Dataset content Block Start

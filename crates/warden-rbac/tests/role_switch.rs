mod common;

use common::{FakeIdentity, FakeSubject};
use std::sync::Arc;
use std::sync::atomic::Ordering;
use warden_rbac::{FixtureId, RbacError, RoleSwitchCoordinator};

fn coordinator(identity: &Arc<FakeIdentity>) -> RoleSwitchCoordinator {
    RoleSwitchCoordinator::new(identity.clone(), "admin", "member")
}

fn fixture(name: &'static str) -> FixtureId {
    FixtureId::new(module_path!(), name)
}

#[tokio::test]
async fn switch_replaces_held_roles_with_exactly_one() {
    let identity = Arc::new(FakeIdentity::new(
        &["admin", "member", "reader"],
        &["widget"],
        &["admin", "reader"],
    ));
    let subject = FakeSubject::new();
    let coordinator = coordinator(&identity);
    let fixture = fixture("SwitchTest");

    coordinator
        .switch_role(&subject, &fixture, true)
        .await
        .expect("switch to test role");

    assert_eq!(identity.held_role_names(), vec!["member".to_string()]);
    // Both previously held roles were revoked, one grant issued.
    assert_eq!(identity.revokes.load(Ordering::Relaxed), 2);
    assert_eq!(identity.grants.load(Ordering::Relaxed), 1);
}

#[tokio::test]
async fn switch_is_a_noop_when_role_already_held() {
    let identity = Arc::new(FakeIdentity::new(&["admin", "member"], &["widget"], &["member"]));
    let subject = FakeSubject::new();
    let coordinator = coordinator(&identity);

    coordinator
        .switch_role(&subject, &fixture("NoopTest"), true)
        .await
        .expect("switch");

    assert_eq!(identity.grants.load(Ordering::Relaxed), 0);
    assert_eq!(identity.revokes.load(Ordering::Relaxed), 0);
    // Auth is still flushed and re-established.
    assert!(subject.token_generation() > 1);
}

#[tokio::test]
async fn double_switch_with_same_role_fails_setup() {
    let identity = Arc::new(FakeIdentity::new(&["admin", "member"], &["widget"], &["admin"]));
    let subject = FakeSubject::new();
    let coordinator = coordinator(&identity);
    let fixture = fixture("DoubleSwitchTest");

    coordinator
        .switch_role(&subject, &fixture, true)
        .await
        .expect("first switch");
    let err = coordinator
        .switch_role(&subject, &fixture, true)
        .await
        .expect_err("second switch with the same role");
    assert!(matches!(err, RbacError::SetupFailed(_)));
}

#[tokio::test]
async fn alternating_switches_are_fine() {
    let identity = Arc::new(FakeIdentity::new(&["admin", "member"], &["widget"], &["admin"]));
    let subject = FakeSubject::new();
    let coordinator = coordinator(&identity);
    let fixture = fixture("AlternatingTest");

    for _ in 0..3 {
        coordinator
            .switch_role(&subject, &fixture, true)
            .await
            .expect("switch to test role");
        coordinator
            .switch_role(&subject, &fixture, false)
            .await
            .expect("switch back to admin");
    }
    assert_eq!(identity.held_role_names(), vec!["admin".to_string()]);
}

#[tokio::test]
async fn fixtures_have_independent_ledgers() {
    let identity = Arc::new(FakeIdentity::new(&["admin", "member"], &["widget"], &["admin"]));
    let subject = FakeSubject::new();
    let coordinator = coordinator(&identity);

    coordinator
        .switch_role(&subject, &fixture("LedgerA"), true)
        .await
        .expect("switch fixture a");
    // A different fixture requesting the same flag is not a misuse.
    coordinator
        .switch_role(&subject, &fixture("LedgerB"), true)
        .await
        .expect("switch fixture b");
}

#[tokio::test]
async fn missing_test_role_fails_setup() {
    let identity = Arc::new(FakeIdentity::new(&["admin"], &["widget"], &["admin"]));
    let subject = FakeSubject::new();
    let coordinator = coordinator(&identity);

    let err = coordinator
        .switch_role(&subject, &fixture("MissingRoleTest"), true)
        .await
        .expect_err("test role absent");
    match err {
        RbacError::SetupFailed(message) => assert!(message.contains("member")),
        other => panic!("unexpected error: {other:?}"),
    }
}

#[tokio::test]
async fn override_role_restores_admin_on_success() {
    let identity = Arc::new(FakeIdentity::new(&["admin", "member"], &["widget"], &["admin"]));
    let subject = FakeSubject::new();
    let coordinator = coordinator(&identity);
    let fixture = fixture("OverrideOkTest");

    let seen = coordinator
        .override_role(&subject, &fixture, || async {
            Ok(identity.held_role_names())
        })
        .await
        .expect("override role");

    assert_eq!(seen, vec!["member".to_string()]);
    assert_eq!(identity.held_role_names(), vec!["admin".to_string()]);
}

#[tokio::test]
async fn override_role_restores_admin_when_body_fails() {
    let identity = Arc::new(FakeIdentity::new(&["admin", "member"], &["widget"], &["admin"]));
    let subject = FakeSubject::new();
    let coordinator = coordinator(&identity);
    let fixture = fixture("OverrideErrTest");

    let err = coordinator
        .override_role(&subject, &fixture, || async {
            Err::<(), _>(RbacError::SetupFailed("body exploded".to_string()))
        })
        .await
        .expect_err("body error propagates");
    assert!(matches!(err, RbacError::SetupFailed(_)));
    assert_eq!(identity.held_role_names(), vec!["admin".to_string()]);
}

#[tokio::test]
async fn repeated_override_role_is_idempotent() {
    let identity = Arc::new(FakeIdentity::new(&["admin", "member"], &["widget"], &["admin"]));
    let subject = FakeSubject::new();
    let coordinator = coordinator(&identity);
    let fixture = fixture("OverrideRepeatTest");

    let before = identity.held_role_names();
    for _ in 0..3 {
        coordinator
            .override_role(&subject, &fixture, || async { Ok(()) })
            .await
            .expect("override role");
    }
    assert_eq!(identity.held_role_names(), before);
}

#[tokio::test]
async fn switch_reauthenticates_the_subject() {
    let identity = Arc::new(FakeIdentity::new(&["admin", "member"], &["widget"], &["admin"]));
    let subject = FakeSubject::new();
    let coordinator = coordinator(&identity);

    let before = subject.token_generation();
    coordinator
        .switch_role(&subject, &fixture("ReauthTest"), true)
        .await
        .expect("switch");
    assert_eq!(subject.token_generation(), before + 1);
}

Dataset content Block End

Description of the task: Only the number is wanted: count the lines of the records that hold the word "Ordering".

Exercise result: 5